La situazione particolare in cui ci siamo ritrovati è sicuramente spunto di varie riflessioni, non solo sulla gestione momentanea dell’emergenza ma anche sulla progettazione futura delle nostre vite. In particolare, in molti si sono proposti di immaginare le città in relazione alla pandemia. Tra i tanti, ricordiamo un articolo di Stefano Biolchini e Annarita D’Ambrosio, pubblicato sul Sole 24 ore lo scorso 2 giugno. Presentando il numero zero della rivista Disegnoallitaliana, che raccoglie anche interventi di personaggi di spicco del mondo politico e intellettuale, e intervistando G. Pino Scaglione, membro del laboratorio RiAgIta, prendono coscienza della crisi della città resasi evidente in questo periodo, vedendo la causa nella perdita dell’equilibrio Uomo-Natura.
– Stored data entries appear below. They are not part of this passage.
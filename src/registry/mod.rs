//! Command registry mirror.
//!
//! Provides the application-facing surface of the crate:
//! - [`CommandRegistry`] - cached view of the remote command tree
//! - [`CommandRegistryBuilder`] - configurable construction
//! - [`CommandDescriptor`] / [`DescriptorCodec`] - the mirrored unit and its
//!   byte encoding
//! - [`CommandEvent`] - typed change notifications
//!
//! # Basic Usage
//! ```no_run
//! use std::sync::Arc;
//! use command_registry::{CommandDescriptor, CommandRegistry, SessionConnector};
//!
//! # async fn example(connector: Arc<dyn SessionConnector>) -> command_registry::Result<()> {
//! let registry = CommandRegistry::builder()
//!     .connector(connector)
//!     .root_path("/services/commands")
//!     .build()
//!     .await?;
//!
//! // First access performs the initial load and arms the watches.
//! let commands = registry.list_commands().await?;
//! println!("mirrored commands: {}", commands.len());
//!
//! // React to remote changes.
//! let mut events = registry.subscribe();
//! while let Ok(event) = events.recv().await {
//!     println!("command change: {:?}", event);
//! }
//! # Ok(())
//! # }
//! ```

mod bulk;
mod cache;
mod descriptor;
mod event;
mod reconcile;

pub use descriptor::*;
pub use event::CommandEvent;


use std::sync::Arc;

use cache::CommandCache;
use config::ConfigError;
use event::EventBus;
use reconcile::ReconcileEngine;
use tokio::sync::broadcast;
use tokio::sync::OnceCell;
use tokio_util::sync::CancellationToken;

use crate::CoordinationConfig;
use crate::Error;
use crate::RegistryConfig;
use crate::RegistryError;
use crate::Result;
use crate::SessionConnector;
use crate::SessionManager;
use crate::Settings;

/// Client-side mirror of the remote command tree.
///
/// Keeps an eventually-fresh local cache of descriptors, replays
/// created/removed/changed events to subscribers, and survives session loss
/// by re-establishing its watches. Reads come from the in-process snapshot;
/// they never block on a remote roundtrip once the initial load completed.
pub struct CommandRegistry {
    session: Arc<SessionManager>,
    cache: Arc<CommandCache>,
    codec: Arc<dyn DescriptorCodec>,
    engine: Arc<ReconcileEngine>,
    events: EventBus,
    root_path: String,
    init: OnceCell<()>,
    shutdown: CancellationToken,
}

impl std::fmt::Debug for CommandRegistry {
    fn fmt(&self, f: &mut std::fmt::Formatter<'_>) -> std::fmt::Result {
        f.debug_struct("CommandRegistry")
            .field("root_path", &self.root_path)
            .finish_non_exhaustive()
    }
}

impl CommandRegistry {
    /// Create a configured registry builder.
    pub fn builder() -> CommandRegistryBuilder {
        CommandRegistryBuilder::new()
    }

    /// Current descriptors, in no particular order.
    ///
    /// The first call performs the blocking initial load (children listing
    /// plus one fetch per child) and arms the watches; subsequent calls
    /// return the in-memory snapshot directly. "Nothing registered yet" is
    /// an empty collection, never an error.
    pub async fn list_commands(&self) -> Result<Vec<CommandDescriptor>> {
        self.ensure_loaded().await?;
        Ok(self.cache.commands())
    }

    /// Upsert descriptors into the remote tree; idempotent.
    ///
    /// A descriptor whose stored bytes already match is not rewritten, so
    /// repeated calls fire no spurious watches on other mirrors.
    pub async fn set_commands(&self, descriptors: &[CommandDescriptor]) -> Result<()> {
        if self.shutdown.is_cancelled() {
            return Err(RegistryError::ShuttingDown.into());
        }
        self.session.await_connected().await;
        let client = self.session.client();
        bulk::write_all(client.as_ref(), self.codec.as_ref(), &self.root_path, descriptors).await
    }

    /// Administrative wipe of the whole command tree.
    pub async fn clear(&self) -> Result<()> {
        if self.shutdown.is_cancelled() {
            return Err(RegistryError::ShuttingDown.into());
        }
        self.session.await_connected().await;
        let client = self.session.client();
        bulk::clear_all(client.as_ref(), &self.root_path).await
    }

    /// Subscribe to change events.
    ///
    /// Events emitted before the subscription are not replayed; take a
    /// snapshot via [`list_commands`](CommandRegistry::list_commands) after
    /// subscribing to avoid a gap.
    pub fn subscribe(&self) -> broadcast::Receiver<CommandEvent> {
        self.events.subscribe()
    }

    /// Stop the watchers and the session supervisor.
    pub fn shutdown(&self) {
        self.shutdown.cancel();
    }

    async fn ensure_loaded(&self) -> Result<()> {
        if self.shutdown.is_cancelled() {
            return Err(RegistryError::ShuttingDown.into());
        }
        self.init
            .get_or_try_init(|| self.engine.initial_load())
            .await?;
        Ok(())
    }
}

impl Drop for CommandRegistry {
    fn drop(&mut self) {
        self.shutdown.cancel();
    }
}

/// Builder for [`CommandRegistry`].
pub struct CommandRegistryBuilder {
    connector: Option<Arc<dyn SessionConnector>>,
    codec: Arc<dyn DescriptorCodec>,
    coordination: CoordinationConfig,
    root_path: String,
    event_channel_capacity: usize,
}

impl Default for CommandRegistryBuilder {
    fn default() -> Self {
        Self::new()
    }
}

impl CommandRegistryBuilder {
    pub fn new() -> Self {
        let defaults = RegistryConfig::default();
        Self {
            connector: None,
            codec: Arc::new(BincodeCodec),
            coordination: CoordinationConfig::default(),
            root_path: defaults.root_path,
            event_channel_capacity: defaults.event_channel_capacity,
        }
    }

    /// Session connector for the coordination service; required.
    pub fn connector(mut self, connector: Arc<dyn SessionConnector>) -> Self {
        self.connector = Some(connector);
        self
    }

    /// Descriptor byte codec; defaults to [`BincodeCodec`].
    pub fn codec(mut self, codec: Arc<dyn DescriptorCodec>) -> Self {
        self.codec = codec;
        self
    }

    /// Connection parameters handed to the connector on every (re)connect.
    pub fn coordination_config(mut self, config: CoordinationConfig) -> Self {
        self.coordination = config;
        self
    }

    /// Root path of the command tree.
    pub fn root_path(mut self, root_path: impl Into<String>) -> Self {
        self.root_path = root_path.into();
        self
    }

    pub fn event_channel_capacity(mut self, capacity: usize) -> Self {
        self.event_channel_capacity = capacity;
        self
    }

    /// Apply loaded [`Settings`]: connection parameters for the connector
    /// plus the registry section.
    pub fn settings(mut self, settings: &Settings) -> Self {
        self.coordination = settings.coordination.clone();
        self.root_path = settings.registry.root_path.clone();
        self.event_channel_capacity = settings.registry.event_channel_capacity;
        self
    }

    /// Open the session and assemble the registry.
    ///
    /// No command data is read here; the initial load is lazy and happens
    /// on first access.
    pub async fn build(self) -> Result<CommandRegistry> {
        let connector = self.connector.ok_or_else(|| {
            Error::Config(ConfigError::Message("a session connector is required".into()))
        })?;

        let config = RegistryConfig {
            root_path: self.root_path.clone(),
            event_channel_capacity: self.event_channel_capacity,
        };
        config.validate()?;
        self.coordination.validate()?;

        let shutdown = CancellationToken::new();
        let session =
            SessionManager::connect(connector, self.coordination, shutdown.child_token()).await?;

        let cache = Arc::new(CommandCache::new());
        let events = EventBus::new(self.event_channel_capacity);
        let engine = ReconcileEngine::new(
            Arc::clone(&session),
            Arc::clone(&cache),
            Arc::clone(&self.codec),
            events.clone(),
            self.root_path.clone(),
            shutdown.child_token(),
        );

        Ok(CommandRegistry {
            session,
            cache,
            codec: self.codec,
            engine,
            events,
            root_path: self.root_path,
            init: OnceCell::new(),
            shutdown,
        })
    }
}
Si rende necessario, quindi, ristabilire questo equilibrio nella progettazione delle città del futuro. Un contributo rilevante in questa discussione è stato apportato da Planet B, che in una serie post raccoglie domande, appunti, proposte e commenti, con l’intento principale di osservare le città durante il lockdown (solo apparentemente vuote, come si dice nel primo episodio), raccogliendo spunti per ripartire in modo diverso).

da www.ansa.it

Le città dopo la pandemia: un’occasione per cambiare?

La lista di persone, ragazzi e adulti che siano, che, durante la pandemia, si sono proposti di immaginare una “città del dopo”, sicuramente non è ancora finita. Tra le tante idee si segnalano le proposte di Greenpeace per ripartire in modo sostenibile e un articolo di Tommaso Giagni per L’Espresso, in cui tra le altre cose si contrappongono le posizioni di Alessandro Coppola, docente di Urbanistica al Politecnico di Milano e Giovanni Semi, docente di Culture Urbane presse l’Università di Torino. Secondo Coppola, molto riguarderà le forme spaziali dell’organizzazione sociale: egli arriva addirittura ad immaginare “relativa re industrializzazione di alcuni territori e in generale una maggiore ricchezza funzionale”. Semi invece si dimostra più cauto, riflettendo sul fatto che il capitalismo e la naturale tendenza umana alla socialità freneranno almeno in parte questi processi. Chi invece si è dimostrato totalmente pessimista nei confronti delle possibili innovazioni che potrebbe portare la pandemia è Francesco Guccini che, in un’intervista, con una rassegnazione agghiacciante, non ha paura di dire che gli umani non imparano, non hanno mai imparato dalle catastrofi e quindi non si può pensare di trovarci migliorati da questa condizione.